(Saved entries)

---------------

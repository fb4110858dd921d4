//! Error types for the mirror engine.

use gistmirror_remote::RemoteError;
use gistmirror_store::{NodeId, StoreError};
use thiserror::Error;

/// Result type for mirror operations.
pub type MirrorResult<T> = Result<T, MirrorError>;

/// Errors that can occur during a mirror pass.
#[derive(Error, Debug)]
pub enum MirrorError {
    /// Store error while reading or writing nodes.
    #[error("store error: {0}")]
    Store(#[from] StoreError),

    /// No username could be resolved for the mirror root.
    #[error("no username configured for mirror root {root}")]
    UsernameUnresolved {
        /// The mirror root that lacks a username.
        root: NodeId,
    },

    /// Listing the remote collection failed; the pass was aborted.
    #[error("listing items for {username} failed: {source}")]
    Listing {
        /// Username whose collection was listed.
        username: String,
        /// Underlying remote error.
        #[source]
        source: RemoteError,
    },

    /// Another pass is still running on this engine.
    #[error("a mirror pass is already running")]
    AlreadyRunning,

    /// An item task panicked or was cancelled.
    #[error("item task failed: {0}")]
    Task(String),
}

impl MirrorError {
    /// Returns true for configuration problems that retrying cannot fix.
    pub fn is_config_error(&self) -> bool {
        matches!(self, MirrorError::UsernameUnresolved { .. })
    }

    /// Returns true if the next scheduled pass may succeed unchanged.
    pub fn is_retryable(&self) -> bool {
        match self {
            MirrorError::Listing { source, .. } => source.is_retryable(),
            MirrorError::AlreadyRunning => true,
            _ => false,
        }
    }
}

---------------

▶ Exercise aim
Whenever the string "RemoteError" turns up in a line of the data, copy that line.

▶ Response area
use gistmirror_remote::RemoteError;
        source: RemoteError,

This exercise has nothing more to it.